The Best Stuff I Read This Week
“The world reveals itself to those who travel on foot.”
— Werner Herzog / “I Rant Against The Jungle: Werner Herzog Interviewed” / The Quietus
“where there once was prairie / a few remaining fireflies abstract / themselves / over roads and concrete paths / prairie wants to stretch full out again and sigh—“
— Camille T. Dungy / “let grow more winter fat / wine-cup / western wild rose”
“Never did I think so much, exist so vividly, and experience so much, never have I been so much myself—if I may use that expression as in the journeys I have taken alone and on foot. There is something about walking which stimulates and enlivens my thoughts. When I stay in one place I can hardly think at all; my body has to be on the move to set my mind going.”

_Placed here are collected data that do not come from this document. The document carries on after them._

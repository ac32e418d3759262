//! Progress bars that coexist with log output.
//!
//! All bars hang off one global [`MultiProgress`]; log lines are routed
//! through it so they print above the bars instead of tearing them.

use indicatif::{MultiProgress, ProgressBar, ProgressDrawTarget};
use std::io::{self, Write};
use std::sync::OnceLock;
use tracing_subscriber::fmt::MakeWriter;

static MULTI_PROGRESS: OnceLock<MultiProgress> = OnceLock::new();

fn multi_progress() -> &'static MultiProgress {
    MULTI_PROGRESS.get_or_init(|| {
        let mp = MultiProgress::new();
        mp.set_draw_target(ProgressDrawTarget::stderr_with_hz(10));
        mp
    })
}

/// An unbounded spinner for a single long-running step.
pub fn spinner(message: &str) -> ProgressBar {
    let bar = multi_progress().add(ProgressBar::new_spinner());
    bar.set_message(message.to_string());
    bar.enable_steady_tick(std::time::Duration::from_millis(100));
    bar
}

/// `MakeWriter` that prints log lines through the progress area.
#[derive(Default, Clone)]
pub struct LogWriterFactory;

pub struct LogWriter {
    buffer: String,
}

impl LogWriter {
    fn new() -> Self {
        Self {
            buffer: String::new(),
        }
    }

    fn print_line(line: &str) {
        let _ = multi_progress().println(line.to_string());
    }
}

impl Write for LogWriter {
    fn write(&mut self, buf: &[u8]) -> io::Result<usize> {
        self.buffer.push_str(&String::from_utf8_lossy(buf));

        while let Some(idx) = self.buffer.find('\n') {
            let line = self.buffer[..idx].trim_end_matches('\r').to_string();
            Self::print_line(&line);
            self.buffer.drain(..idx + 1);
        }

        Ok(buf.len())
    }

    fn flush(&mut self) -> io::Result<()> {
        if !self.buffer.is_empty() {
            let line = self
                .buffer
                .trim_end_matches('\n')
                .trim_end_matches('\r')
                .to_string();
            Self::print_line(&line);
            self.buffer.clear();
        }
        Ok(())
    }
}

impl Drop for LogWriter {
    fn drop(&mut self) {
        let _ = self.flush();
    }
}

impl<'a> MakeWriter<'a> for LogWriterFactory {
    type Writer = LogWriter;

    fn make_writer(&'a self) -> Self::Writer {
        LogWriter::new()
    }
}
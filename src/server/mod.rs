//! HTTP proxy server
//!
//! A thin backend that keeps the API key off the client: `/api/chat`
//! forwards a prepared system+user prompt pair to the chat-completion API
//! and `/api/scrape` fetches a website and returns its extracted text.
//! Neither endpoint holds state between requests.

mod handlers;

pub use handlers::*;

use crate::chat::ChatCompleter;
use crate::error::Result;
use crate::extract::WebScraper;
use axum::routing::{get, post};
use axum::Router;
use std::sync::Arc;
use tower_http::cors::CorsLayer;
use tower_http::trace::TraceLayer;
use tracing::info;

/// Shared state handed to every handler.
pub struct ServerState {
    pub chat: Arc<dyn ChatCompleter>,
    pub scraper: WebScraper,
}

/// Build the application router.
pub fn build_router(state: Arc<ServerState>) -> Router {
    Router::new()
        .route("/health", get(handlers::health))
        .route("/api/chat", post(handlers::chat))
        .route("/api/scrape", post(handlers::scrape))
        .layer(TraceLayer::new_for_http())
        .layer(CorsLayer::permissive())
        .with_state(state)
}

/// Bind and serve until the process is stopped.
pub async fn run(bind: &str, state: Arc<ServerState>) -> Result<()> {
    let router = build_router(state);
    let listener = tokio::net::TcpListener::bind(bind).await?;
    info!("Listening on {}", bind);
    axum::serve(listener, router).await?;
    Ok(())
}
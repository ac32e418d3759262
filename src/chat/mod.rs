//! Chat completion client
//!
//! One operation: send a system+user prompt pair to the chat-completion API
//! and return the first choice's text. Upstream failures (network, auth,
//! quota) surface as [`Error::Chat`]; there is no retry and no streaming.

use crate::config::ChatConfig;
use crate::error::{Error, Result};
use async_trait::async_trait;
use reqwest::Client;
use serde::{Deserialize, Serialize};
use std::time::Duration;
use url::Url;

/// Trait over chat-completion providers
#[async_trait]
pub trait ChatCompleter: Send + Sync {
    async fn complete(&self, system_prompt: &str, user_prompt: &str) -> Result<String>;
}

#[derive(Debug, Serialize)]
struct ChatRequest<'a> {
    model: &'a str,
    messages: Vec<ChatRequestMessage<'a>>,
}

#[derive(Debug, Serialize)]
struct ChatRequestMessage<'a> {
    role: &'a str,
    content: &'a str,
}

#[derive(Debug, Deserialize)]
struct ChatResponse {
    choices: Vec<ChatChoice>,
}

#[derive(Debug, Deserialize)]
struct ChatChoice {
    message: ChatResponseMessage,
}

#[derive(Debug, Deserialize)]
struct ChatResponseMessage {
    content: Option<String>,
}

pub struct OpenAiChatClient {
    client: Client,
    endpoint: Url,
    api_key: String,
    model: String,
}

impl OpenAiChatClient {
    pub fn new(config: &ChatConfig, api_key: &str) -> Result<Self> {
        let base = Url::parse(&config.base_url)
            .map_err(|e| Error::Config(format!("Invalid chat base URL: {}", e)))?;
        let endpoint = Url::parse(&format!(
            "{}/chat/completions",
            base.as_str().trim_end_matches('/')
        ))
        .map_err(|e| Error::Config(format!("Invalid chat endpoint: {}", e)))?;

        let client = Client::builder()
            .timeout(Duration::from_secs(config.timeout_secs))
            .build()?;

        Ok(Self {
            client,
            endpoint,
            api_key: api_key.to_string(),
            model: config.model.clone(),
        })
    }
}

#[async_trait]
impl ChatCompleter for OpenAiChatClient {
    async fn complete(&self, system_prompt: &str, user_prompt: &str) -> Result<String> {
        let request = ChatRequest {
            model: &self.model,
            messages: vec![
                ChatRequestMessage {
                    role: "system",
                    content: system_prompt,
                },
                ChatRequestMessage {
                    role: "user",
                    content: user_prompt,
                },
            ],
        };

        let response = self
            .client
            .post(self.endpoint.clone())
            .bearer_auth(&self.api_key)
            .json(&request)
            .send()
            .await
            .map_err(|e| Error::Chat(format!("Chat request failed: {}", e)))?;

        if !response.status().is_success() {
            let status = response.status();
            let body = response.text().await.unwrap_or_default();
            return Err(Error::Chat(format!(
                "Chat API returned {}: {}",
                status,
                body.chars().take(300).collect::<String>()
            )));
        }

        let parsed: ChatResponse = response
            .json()
            .await
            .map_err(|e| Error::Chat(format!("Invalid chat response: {}", e)))?;

        parsed
            .choices
            .into_iter()
            .next()
            .and_then(|c| c.message.content)
            .ok_or_else(|| Error::Chat("Chat API returned no choices".to_string()))
    }
}

#[cfg(test)]
mod tests {
    use super::*;
    use serde_json::json;
    use wiremock::matchers::{body_partial_json, method, path};
    use wiremock::{Mock, MockServer, ResponseTemplate};

    fn test_config(server_uri: &str) -> ChatConfig {
        ChatConfig {
            model: "test-chat".to_string(),
            base_url: server_uri.to_string(),
            timeout_secs: 5,
        }
    }

    #[tokio::test]
    async fn test_complete_sends_two_messages_and_returns_first_choice() {
        let server = MockServer::start().await;
        Mock::given(method("POST"))
            .and(path("/chat/completions"))
            .and(body_partial_json(json!({
                "model": "test-chat",
                "messages": [
                    {"role": "system", "content": "context here"},
                    {"role": "user", "content": "the question"}
                ]
            })))
            .respond_with(ResponseTemplate::new(200).set_body_json(json!({
                "choices": [
                    {"message": {"role": "assistant", "content": "the answer"}}
                ]
            })))
            .mount(&server)
            .await;

        let client = OpenAiChatClient::new(&test_config(&server.uri()), "sk-test").unwrap();
        let text = client.complete("context here", "the question").await.unwrap();
        assert_eq!(text, "the answer");
    }

    #[tokio::test]
    async fn test_upstream_error_is_chat_error() {
        let server = MockServer::start().await;
        Mock::given(method("POST"))
            .respond_with(ResponseTemplate::new(401).set_body_string("bad key"))
            .expect(1)
            .mount(&server)
            .await;

        let client = OpenAiChatClient::new(&test_config(&server.uri()), "sk-test").unwrap();
        let err = client.complete("s", "u").await.unwrap_err();
        assert!(matches!(err, Error::Chat(_)));
    }

    #[tokio::test]
    async fn test_empty_choices_is_an_error() {
        let server = MockServer::start().await;
        Mock::given(method("POST"))
            .respond_with(ResponseTemplate::new(200).set_body_json(json!({"choices": []})))
            .mount(&server)
            .await;

        let client = OpenAiChatClient::new(&test_config(&server.uri()), "sk-test").unwrap();
        let err = client.complete("s", "u").await.unwrap_err();
        assert!(err.to_string().contains("no choices"));
    }
}
//! Proxy server command

use crate::chat::OpenAiChatClient;
use crate::config::Config;
use crate::error::Result;
use crate::extract::WebScraper;
use crate::server::{run, ServerState};
use std::sync::Arc;

/// Start the HTTP proxy server and block until shutdown.
pub async fn cmd_serve(config: &Config) -> Result<()> {
    let chat = OpenAiChatClient::new(&config.chat, &config.openai_api_key)?;
    let scraper = WebScraper::new(config.ingest.scrape_timeout_secs)?;

    let state = Arc::new(ServerState {
        chat: Arc::new(chat),
        scraper,
    });

    run(&config.server.bind, state).await
}
//! PDF text extraction

use crate::error::{Error, Result};
use std::path::Path;
use tracing::debug;

/// Extract the text of a PDF: per-page text in page order, joined with one
/// newline between pages.
pub fn extract_pdf_text(path: &Path) -> Result<String> {
    debug!("Extracting text from {}", path.display());

    let pages = pdf_extract::extract_text_by_pages(path).map_err(|e| {
        Error::Extract(format!("Failed to parse PDF {}: {}", path.display(), e))
    })?;

    Ok(pages.join("\n"))
}

#[cfg(test)]
mod tests {
    use super::*;

    #[test]
    fn test_missing_file_is_an_extract_error() {
        let err = extract_pdf_text(Path::new("/nonexistent/file.pdf")).unwrap_err();
        assert!(matches!(err, Error::Extract(_)));
    }
}
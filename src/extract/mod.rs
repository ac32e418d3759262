//! Content extraction
//!
//! Converts an uploaded file or a scraped web page into plain text ready for
//! chunking. PDF parsing and HTML rendering are delegated to external
//! libraries; this module only normalizes their output.

mod html;
mod pdf;
mod web;

pub use html::html_to_text;
pub use pdf::extract_pdf_text;
pub use web::{ScrapedDocument, WebScraper};

/// Collapse runs of blank lines and trailing spaces without disturbing
/// paragraph structure.
pub fn normalize_whitespace(text: &str) -> String {
    let mut out = String::with_capacity(text.len());
    let mut blank_run = 0usize;
    for line in text.lines() {
        let line = line.trim_end();
        if line.is_empty() {
            blank_run += 1;
            continue;
        }
        if !out.is_empty() {
            out.push('\n');
            if blank_run > 0 {
                out.push('\n');
            }
        }
        blank_run = 0;
        out.push_str(line);
    }
    out
}

#[cfg(test)]
mod tests {
    use super::*;

    #[test]
    fn test_normalize_collapses_blank_runs() {
        let text = "first\n\n\n\nsecond   \n\nthird";
        assert_eq!(normalize_whitespace(text), "first\n\nsecond\n\nthird");
    }

    #[test]
    fn test_normalize_trims_edges() {
        let text = "\n\n\nbody\n\n\n";
        assert_eq!(normalize_whitespace(text), "body");
    }

    #[test]
    fn test_normalize_keeps_single_newlines() {
        let text = "line one\nline two";
        assert_eq!(normalize_whitespace(text), "line one\nline two");
    }
}
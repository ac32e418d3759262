//! Error types for ragchat

use thiserror::Error;

pub type Result<T> = std::result::Result<T, Error>;

#[derive(Debug, Error)]
pub enum Error {
    /// Configuration loading or validation failure
    #[error("Configuration error: {0}")]
    Config(String),

    /// Rejected user input; the message is shown verbatim
    #[error("{0}")]
    Validation(String),

    /// Embedding API failure
    #[error("Embedding error: {0}")]
    Embedding(String),

    /// Vector store failure
    #[error("Vector store error: {0}")]
    VectorStore(String),

    /// Chat completion API failure
    #[error("Chat error: {0}")]
    Chat(String),

    /// Website scraping failure
    #[error("Scrape error: {0}")]
    Scrape(String),

    /// Text extraction failure
    #[error("Extraction error: {0}")]
    Extract(String),

    /// HTTP client failure
    #[error("HTTP error: {0}")]
    Http(#[from] reqwest::Error),

    /// I/O failure
    #[error("I/O error: {0}")]
    Io(#[from] std::io::Error),

    /// JSON (de)serialization failure
    #[error("JSON error: {0}")]
    Json(#[from] serde_json::Error),

    /// URL parsing failure
    #[error("Invalid URL: {0}")]
    Url(#[from] url::ParseError),
}

impl From<qdrant_client::QdrantError> for Error {
    fn from(e: qdrant_client::QdrantError) -> Self {
        Error::VectorStore(e.to_string())
    }
}

impl Error {
    /// True for errors caused by rejected user input rather than an
    /// upstream failure.
    pub fn is_validation(&self) -> bool {
        matches!(self, Error::Validation(_))
    }
}
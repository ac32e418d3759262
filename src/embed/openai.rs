//! OpenAI embeddings backend

use super::Embedder;
use crate::config::EmbeddingConfig;
use crate::error::{Error, Result};
use async_trait::async_trait;
use reqwest::Client;
use serde::{Deserialize, Serialize};
use std::time::Duration;
use url::Url;

#[derive(Debug, Serialize)]
struct EmbeddingRequest<'a> {
    model: &'a str,
    input: Vec<String>,
}

#[derive(Debug, Deserialize)]
struct EmbeddingResponse {
    data: Vec<EmbeddingData>,
}

#[derive(Debug, Deserialize)]
struct EmbeddingData {
    embedding: Vec<f32>,
    index: usize,
}

pub struct OpenAiEmbedder {
    client: Client,
    endpoint: Url,
    api_key: String,
    model: String,
    dimension: usize,
}

impl OpenAiEmbedder {
    pub fn new(config: &EmbeddingConfig, api_key: &str) -> Result<Self> {
        let base = Url::parse(&config.base_url)
            .map_err(|e| Error::Config(format!("Invalid embedding base URL: {}", e)))?;
        let endpoint = join_endpoint(&base, "embeddings")?;
        let client = Client::builder()
            .timeout(Duration::from_secs(config.timeout_secs))
            .build()?;

        Ok(Self {
            client,
            endpoint,
            api_key: api_key.to_string(),
            model: config.model.clone(),
            dimension: config.resolved_dimension(),
        })
    }

    fn validate_dimensions(&self, embeddings: &[Vec<f32>]) -> Result<()> {
        if let Some(mismatch) = embeddings.iter().find(|vec| vec.len() != self.dimension) {
            return Err(Error::Embedding(format!(
                "Embedding dimension mismatch for model '{}': expected {}, got {}",
                self.model,
                self.dimension,
                mismatch.len()
            )));
        }
        Ok(())
    }
}

fn join_endpoint(base: &Url, path: &str) -> Result<Url> {
    // Url::join treats "v1" and "v1/" differently; keep the base's full path.
    let joined = format!("{}/{}", base.as_str().trim_end_matches('/'), path);
    Url::parse(&joined).map_err(|e| Error::Config(format!("Invalid endpoint URL: {}", e)))
}

#[async_trait]
impl Embedder for OpenAiEmbedder {
    async fn embed(&self, texts: Vec<String>) -> Result<Vec<Vec<f32>>> {
        if texts.is_empty() {
            return Ok(Vec::new());
        }

        let request = EmbeddingRequest {
            model: &self.model,
            input: texts,
        };

        let response = self
            .client
            .post(self.endpoint.clone())
            .bearer_auth(&self.api_key)
            .json(&request)
            .send()
            .await
            .map_err(|e| Error::Embedding(format!("Embedding request failed: {}", e)))?;

        if !response.status().is_success() {
            let status = response.status();
            let body = response.text().await.unwrap_or_default();
            return Err(Error::Embedding(format!(
                "Embedding API returned {}: {}",
                status,
                body.chars().take(300).collect::<String>()
            )));
        }

        let mut parsed: EmbeddingResponse = response
            .json()
            .await
            .map_err(|e| Error::Embedding(format!("Invalid embedding response: {}", e)))?;

        // The API documents input order, but the index field is authoritative.
        parsed.data.sort_by_key(|d| d.index);
        let embeddings: Vec<Vec<f32>> = parsed.data.into_iter().map(|d| d.embedding).collect();

        self.validate_dimensions(&embeddings)?;
        Ok(embeddings)
    }

    fn dimension(&self) -> usize {
        self.dimension
    }

    fn model_name(&self) -> &str {
        &self.model
    }
}

#[cfg(test)]
mod tests {
    use super::*;
    use serde_json::json;
    use wiremock::matchers::{bearer_token, body_partial_json, method, path};
    use wiremock::{Mock, MockServer, ResponseTemplate};

    fn test_config(server_uri: &str, dimension: usize) -> EmbeddingConfig {
        EmbeddingConfig {
            model: "test-embed".to_string(),
            dimension,
            batch_size: 32,
            base_url: server_uri.to_string(),
            timeout_secs: 5,
        }
    }

    #[tokio::test]
    async fn test_embed_sends_model_and_key_and_decodes_vectors() {
        let server = MockServer::start().await;
        Mock::given(method("POST"))
            .and(path("/embeddings"))
            .and(bearer_token("sk-test"))
            .and(body_partial_json(json!({"model": "test-embed"})))
            .respond_with(ResponseTemplate::new(200).set_body_json(json!({
                "data": [
                    {"index": 1, "embedding": [0.3, 0.4]},
                    {"index": 0, "embedding": [0.1, 0.2]}
                ]
            })))
            .mount(&server)
            .await;

        let embedder = OpenAiEmbedder::new(&test_config(&server.uri(), 2), "sk-test").unwrap();
        let vectors = embedder
            .embed(vec!["first".to_string(), "second".to_string()])
            .await
            .unwrap();

        // Out-of-order response entries are re-sorted by index.
        assert_eq!(vectors, vec![vec![0.1, 0.2], vec![0.3, 0.4]]);
    }

    #[tokio::test]
    async fn test_upstream_error_propagates_without_retry() {
        let server = MockServer::start().await;
        Mock::given(method("POST"))
            .and(path("/embeddings"))
            .respond_with(ResponseTemplate::new(429).set_body_string("rate limited"))
            .expect(1)
            .mount(&server)
            .await;

        let embedder = OpenAiEmbedder::new(&test_config(&server.uri(), 2), "sk-test").unwrap();
        let err = embedder.embed(vec!["text".to_string()]).await.unwrap_err();
        assert!(matches!(err, Error::Embedding(_)));
        assert!(err.to_string().contains("429"));
    }

    #[tokio::test]
    async fn test_dimension_mismatch_rejected() {
        let server = MockServer::start().await;
        Mock::given(method("POST"))
            .respond_with(ResponseTemplate::new(200).set_body_json(json!({
                "data": [{"index": 0, "embedding": [0.1, 0.2, 0.3]}]
            })))
            .mount(&server)
            .await;

        let embedder = OpenAiEmbedder::new(&test_config(&server.uri(), 2), "sk-test").unwrap();
        let err = embedder.embed(vec!["text".to_string()]).await.unwrap_err();
        assert!(err.to_string().contains("dimension mismatch"));
    }

    #[tokio::test]
    async fn test_empty_input_makes_no_request() {
        let embedder =
            OpenAiEmbedder::new(&test_config("http://127.0.0.1:1", 2), "sk-test").unwrap();
        let vectors = embedder.embed(Vec::new()).await.unwrap();
        assert!(vectors.is_empty());
    }
}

— Jean-Jacques Rousseau / Confessions
“The universe is filled with Nothing, it is the Yawning Black Void. Systems of the Milky Ways have condensed into Un-stars. Utter blissfulness is spreading, and out of utter blissfulness now springs Absurdity. This is the situation.”
— Werner Herzog / Of Walking In Ice
“The problem of the twenty-first century remains the color line. Yes, we are mired in overlapping societal struggles and challenges. But white supremacy and its many manifestations—some of them sly and cloaked, some of them clear as a Confederate flag flown by marauders in the US Capitol—has been a fundamental problem for every generation in this country since Black people first came to this land.”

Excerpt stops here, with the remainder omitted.